Stored data entries
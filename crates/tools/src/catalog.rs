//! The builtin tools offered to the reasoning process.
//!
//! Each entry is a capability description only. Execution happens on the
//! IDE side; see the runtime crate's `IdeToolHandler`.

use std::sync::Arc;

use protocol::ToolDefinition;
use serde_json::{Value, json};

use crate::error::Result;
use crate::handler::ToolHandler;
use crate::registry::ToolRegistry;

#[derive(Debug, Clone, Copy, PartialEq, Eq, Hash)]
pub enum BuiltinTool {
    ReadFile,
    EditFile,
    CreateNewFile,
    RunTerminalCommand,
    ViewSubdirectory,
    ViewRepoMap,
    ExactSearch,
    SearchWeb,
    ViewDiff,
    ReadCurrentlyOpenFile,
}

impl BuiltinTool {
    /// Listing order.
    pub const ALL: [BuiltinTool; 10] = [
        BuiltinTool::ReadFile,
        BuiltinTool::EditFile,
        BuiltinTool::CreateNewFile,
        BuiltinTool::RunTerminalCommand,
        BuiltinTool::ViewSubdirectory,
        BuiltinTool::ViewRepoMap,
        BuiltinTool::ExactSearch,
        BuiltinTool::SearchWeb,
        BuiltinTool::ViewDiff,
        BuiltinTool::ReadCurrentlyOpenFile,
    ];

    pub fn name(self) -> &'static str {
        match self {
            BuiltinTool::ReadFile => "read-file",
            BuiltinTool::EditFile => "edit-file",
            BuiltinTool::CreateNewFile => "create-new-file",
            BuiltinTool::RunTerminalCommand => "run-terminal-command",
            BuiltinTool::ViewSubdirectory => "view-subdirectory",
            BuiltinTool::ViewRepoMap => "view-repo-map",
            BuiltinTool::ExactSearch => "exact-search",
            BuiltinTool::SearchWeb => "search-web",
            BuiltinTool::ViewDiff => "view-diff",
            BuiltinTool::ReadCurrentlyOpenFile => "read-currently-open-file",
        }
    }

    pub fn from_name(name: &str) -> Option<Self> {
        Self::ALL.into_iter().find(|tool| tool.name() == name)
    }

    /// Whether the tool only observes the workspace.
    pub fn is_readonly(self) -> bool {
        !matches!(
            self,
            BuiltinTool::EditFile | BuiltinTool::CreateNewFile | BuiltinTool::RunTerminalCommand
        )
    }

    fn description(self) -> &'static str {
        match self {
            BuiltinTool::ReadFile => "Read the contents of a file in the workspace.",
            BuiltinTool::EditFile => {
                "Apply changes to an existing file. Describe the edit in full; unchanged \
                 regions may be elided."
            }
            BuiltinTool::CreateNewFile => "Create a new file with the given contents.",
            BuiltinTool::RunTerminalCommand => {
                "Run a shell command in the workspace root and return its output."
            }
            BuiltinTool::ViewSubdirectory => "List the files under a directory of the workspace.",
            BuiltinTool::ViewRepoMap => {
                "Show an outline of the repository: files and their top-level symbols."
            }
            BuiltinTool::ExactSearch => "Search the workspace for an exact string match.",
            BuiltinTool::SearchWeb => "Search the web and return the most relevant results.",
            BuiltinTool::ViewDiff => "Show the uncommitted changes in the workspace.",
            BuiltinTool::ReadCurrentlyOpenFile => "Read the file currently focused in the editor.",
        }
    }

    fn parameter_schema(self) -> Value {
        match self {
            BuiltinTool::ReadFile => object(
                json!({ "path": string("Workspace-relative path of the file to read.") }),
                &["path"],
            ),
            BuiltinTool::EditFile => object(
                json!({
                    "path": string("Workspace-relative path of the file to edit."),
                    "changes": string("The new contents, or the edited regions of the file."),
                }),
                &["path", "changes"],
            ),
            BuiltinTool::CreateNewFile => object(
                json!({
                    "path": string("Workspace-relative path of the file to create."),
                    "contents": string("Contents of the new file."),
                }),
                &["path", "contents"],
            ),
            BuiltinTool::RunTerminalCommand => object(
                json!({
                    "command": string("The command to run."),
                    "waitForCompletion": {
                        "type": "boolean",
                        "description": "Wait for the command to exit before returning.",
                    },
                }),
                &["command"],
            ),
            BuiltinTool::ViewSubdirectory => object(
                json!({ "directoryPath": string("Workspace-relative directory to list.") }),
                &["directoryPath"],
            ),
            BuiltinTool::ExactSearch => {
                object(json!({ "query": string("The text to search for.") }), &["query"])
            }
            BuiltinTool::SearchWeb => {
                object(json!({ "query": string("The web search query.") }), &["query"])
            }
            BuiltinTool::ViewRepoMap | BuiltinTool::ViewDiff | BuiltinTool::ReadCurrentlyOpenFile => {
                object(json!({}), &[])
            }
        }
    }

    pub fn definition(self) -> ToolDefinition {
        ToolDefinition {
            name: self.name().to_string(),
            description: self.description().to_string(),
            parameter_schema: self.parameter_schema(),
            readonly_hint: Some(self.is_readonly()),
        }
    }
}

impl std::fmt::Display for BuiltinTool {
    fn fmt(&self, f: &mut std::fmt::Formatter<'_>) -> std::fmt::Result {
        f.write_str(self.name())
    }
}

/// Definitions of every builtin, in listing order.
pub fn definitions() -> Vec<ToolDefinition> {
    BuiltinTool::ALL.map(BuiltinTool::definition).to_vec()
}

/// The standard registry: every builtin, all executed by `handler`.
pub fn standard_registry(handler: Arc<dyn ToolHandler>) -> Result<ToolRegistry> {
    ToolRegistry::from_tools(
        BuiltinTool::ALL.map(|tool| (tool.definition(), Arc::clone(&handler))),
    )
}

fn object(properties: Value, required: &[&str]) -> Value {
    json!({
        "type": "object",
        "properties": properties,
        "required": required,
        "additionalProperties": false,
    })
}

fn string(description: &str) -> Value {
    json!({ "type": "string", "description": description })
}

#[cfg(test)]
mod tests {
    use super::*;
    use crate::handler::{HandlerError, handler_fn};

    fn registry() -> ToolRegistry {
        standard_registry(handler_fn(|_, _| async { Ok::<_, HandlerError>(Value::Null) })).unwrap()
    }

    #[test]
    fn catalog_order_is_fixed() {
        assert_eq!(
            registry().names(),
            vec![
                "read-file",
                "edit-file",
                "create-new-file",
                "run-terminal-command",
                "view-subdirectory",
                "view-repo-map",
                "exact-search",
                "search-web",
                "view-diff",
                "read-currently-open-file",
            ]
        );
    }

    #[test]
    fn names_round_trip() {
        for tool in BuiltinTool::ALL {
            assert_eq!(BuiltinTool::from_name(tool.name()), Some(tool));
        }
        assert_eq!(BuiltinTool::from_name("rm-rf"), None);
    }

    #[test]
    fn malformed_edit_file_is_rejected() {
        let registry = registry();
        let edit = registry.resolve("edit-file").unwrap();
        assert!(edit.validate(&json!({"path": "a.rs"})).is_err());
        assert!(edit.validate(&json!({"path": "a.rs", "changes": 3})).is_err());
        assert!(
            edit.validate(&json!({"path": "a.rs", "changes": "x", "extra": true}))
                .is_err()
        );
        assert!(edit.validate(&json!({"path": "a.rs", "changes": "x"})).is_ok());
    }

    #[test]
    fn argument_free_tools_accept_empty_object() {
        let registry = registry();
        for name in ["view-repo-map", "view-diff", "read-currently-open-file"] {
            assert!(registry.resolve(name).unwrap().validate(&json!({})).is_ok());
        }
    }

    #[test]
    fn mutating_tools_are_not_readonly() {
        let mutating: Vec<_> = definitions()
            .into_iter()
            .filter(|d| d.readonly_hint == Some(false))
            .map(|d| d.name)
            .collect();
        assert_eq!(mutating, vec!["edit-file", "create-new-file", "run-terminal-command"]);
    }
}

### [Exercise directions]
I would like you to return every entry exactly, with nothing changed.

### [Exercise answer]
filename crates/tools/src/catalog.rs
//! The builtin tools offered to the reasoning process.
//!
//! Each entry is a capability description only. Execution happens on the
//! IDE side; see the runtime crate's `IdeToolHandler`.

use std::sync::Arc;

use protocol::ToolDefinition;
use serde_json::{Value, json};

use crate::error::Result;
use crate::handler::ToolHandler;
use crate::registry::ToolRegistry;

#[derive(Debug, Clone, Copy, PartialEq, Eq, Hash)]
pub enum BuiltinTool {
    ReadFile,
    EditFile,
    CreateNewFile,
    RunTerminalCommand,
    ViewSubdirectory,
    ViewRepoMap,
    ExactSearch,
    SearchWeb,
    ViewDiff,
    ReadCurrentlyOpenFile,
}

impl BuiltinTool {
    /// Listing order.
    pub const ALL: [BuiltinTool; 10] = [
        BuiltinTool::ReadFile,
        BuiltinTool::EditFile,
        BuiltinTool::CreateNewFile,
        BuiltinTool::RunTerminalCommand,
        BuiltinTool::ViewSubdirectory,
        BuiltinTool::ViewRepoMap,
        BuiltinTool::ExactSearch,
        BuiltinTool::SearchWeb,
        BuiltinTool::ViewDiff,
        BuiltinTool::ReadCurrentlyOpenFile,
    ];

    pub fn name(self) -> &'static str {
        match self {
            BuiltinTool::ReadFile => "read-file",
            BuiltinTool::EditFile => "edit-file",
            BuiltinTool::CreateNewFile => "create-new-file",
            BuiltinTool::RunTerminalCommand => "run-terminal-command",
            BuiltinTool::ViewSubdirectory => "view-subdirectory",
            BuiltinTool::ViewRepoMap => "view-repo-map",
            BuiltinTool::ExactSearch => "exact-search",
            BuiltinTool::SearchWeb => "search-web",
            BuiltinTool::ViewDiff => "view-diff",
            BuiltinTool::ReadCurrentlyOpenFile => "read-currently-open-file",
        }
    }

    pub fn from_name(name: &str) -> Option<Self> {
        Self::ALL.into_iter().find(|tool| tool.name() == name)
    }

    /// Whether the tool only observes the workspace.
    pub fn is_readonly(self) -> bool {
        !matches!(
            self,
            BuiltinTool::EditFile | BuiltinTool::CreateNewFile | BuiltinTool::RunTerminalCommand
        )
    }

    fn description(self) -> &'static str {
        match self {
            BuiltinTool::ReadFile => "Read the contents of a file in the workspace.",
            BuiltinTool::EditFile => {
                "Apply changes to an existing file. Describe the edit in full; unchanged \
                 regions may be elided."
            }
            BuiltinTool::CreateNewFile => "Create a new file with the given contents.",
            BuiltinTool::RunTerminalCommand => {
                "Run a shell command in the workspace root and return its output."
            }
            BuiltinTool::ViewSubdirectory => "List the files under a directory of the workspace.",
            BuiltinTool::ViewRepoMap => {
                "Show an outline of the repository: files and their top-level symbols."
            }
            BuiltinTool::ExactSearch => "Search the workspace for an exact string match.",
            BuiltinTool::SearchWeb => "Search the web and return the most relevant results.",
            BuiltinTool::ViewDiff => "Show the uncommitted changes in the workspace.",
            BuiltinTool::ReadCurrentlyOpenFile => "Read the file currently focused in the editor.",
        }
    }

    fn parameter_schema(self) -> Value {
        match self {
            BuiltinTool::ReadFile => object(
                json!({ "path": string("Workspace-relative path of the file to read.") }),
                &["path"],
            ),
            BuiltinTool::EditFile => object(
                json!({
                    "path": string("Workspace-relative path of the file to edit."),
                    "changes": string("The new contents, or the edited regions of the file."),
                }),
                &["path", "changes"],
            ),
            BuiltinTool::CreateNewFile => object(
                json!({
                    "path": string("Workspace-relative path of the file to create."),
                    "contents": string("Contents of the new file."),
                }),
                &["path", "contents"],
            ),
            BuiltinTool::RunTerminalCommand => object(
                json!({
                    "command": string("The command to run."),
                    "waitForCompletion": {
                        "type": "boolean",
                        "description": "Wait for the command to exit before returning.",
                    },
                }),
                &["command"],
            ),
            BuiltinTool::ViewSubdirectory => object(
                json!({ "directoryPath": string("Workspace-relative directory to list.") }),
                &["directoryPath"],
            ),
            BuiltinTool::ExactSearch => {
                object(json!({ "query": string("The text to search for.") }), &["query"])
            }
            BuiltinTool::SearchWeb => {
                object(json!({ "query": string("The web search query.") }), &["query"])
            }
            BuiltinTool::ViewRepoMap | BuiltinTool::ViewDiff | BuiltinTool::ReadCurrentlyOpenFile => {
                object(json!({}), &[])
            }
        }
    }

    pub fn definition(self) -> ToolDefinition {
        ToolDefinition {
            name: self.name().to_string(),
            description: self.description().to_string(),
            parameter_schema: self.parameter_schema(),
            readonly_hint: Some(self.is_readonly()),
        }
    }
}

impl std::fmt::Display for BuiltinTool {
    fn fmt(&self, f: &mut std::fmt::Formatter<'_>) -> std::fmt::Result {
        f.write_str(self.name())
    }
}

/// Definitions of every builtin, in listing order.
pub fn definitions() -> Vec<ToolDefinition> {
    BuiltinTool::ALL.map(BuiltinTool::definition).to_vec()
}

/// The standard registry: every builtin, all executed by `handler`.
pub fn standard_registry(handler: Arc<dyn ToolHandler>) -> Result<ToolRegistry> {
    ToolRegistry::from_tools(
        BuiltinTool::ALL.map(|tool| (tool.definition(), Arc::clone(&handler))),
    )
}

fn object(properties: Value, required: &[&str]) -> Value {
    json!({
        "type": "object",
        "properties": properties,
        "required": required,
        "additionalProperties": false,
    })
}

fn string(description: &str) -> Value {
    json!({ "type": "string", "description": description })
}

#[cfg(test)]
mod tests {
    use super::*;
    use crate::handler::{HandlerError, handler_fn};

    fn registry() -> ToolRegistry {
        standard_registry(handler_fn(|_, _| async { Ok::<_, HandlerError>(Value::Null) })).unwrap()
    }

    #[test]
    fn catalog_order_is_fixed() {
        assert_eq!(
            registry().names(),
            vec![
                "read-file",
                "edit-file",
                "create-new-file",
                "run-terminal-command",
                "view-subdirectory",
                "view-repo-map",
                "exact-search",
                "search-web",
                "view-diff",
                "read-currently-open-file",
            ]
        );
    }

    #[test]
    fn names_round_trip() {
        for tool in BuiltinTool::ALL {
            assert_eq!(BuiltinTool::from_name(tool.name()), Some(tool));
        }
        assert_eq!(BuiltinTool::from_name("rm-rf"), None);
    }

    #[test]
    fn malformed_edit_file_is_rejected() {
        let registry = registry();
        let edit = registry.resolve("edit-file").unwrap();
        assert!(edit.validate(&json!({"path": "a.rs"})).is_err());
        assert!(edit.validate(&json!({"path": "a.rs", "changes": 3})).is_err());
        assert!(
            edit.validate(&json!({"path": "a.rs", "changes": "x", "extra": true}))
                .is_err()
        );
        assert!(edit.validate(&json!({"path": "a.rs", "changes": "x"})).is_ok());
    }

    #[test]
    fn argument_free_tools_accept_empty_object() {
        let registry = registry();
        for name in ["view-repo-map", "view-diff", "read-currently-open-file"] {
            assert!(registry.resolve(name).unwrap().validate(&json!({})).is_ok());
        }
    }

    #[test]
    fn mutating_tools_are_not_readonly() {
        let mutating: Vec<_> = definitions()
            .into_iter()
            .filter(|d| d.readonly_hint == Some(false))
            .map(|d| d.name)
            .collect();
        assert_eq!(mutating, vec!["edit-file", "create-new-file", "run-terminal-command"]);
    }
}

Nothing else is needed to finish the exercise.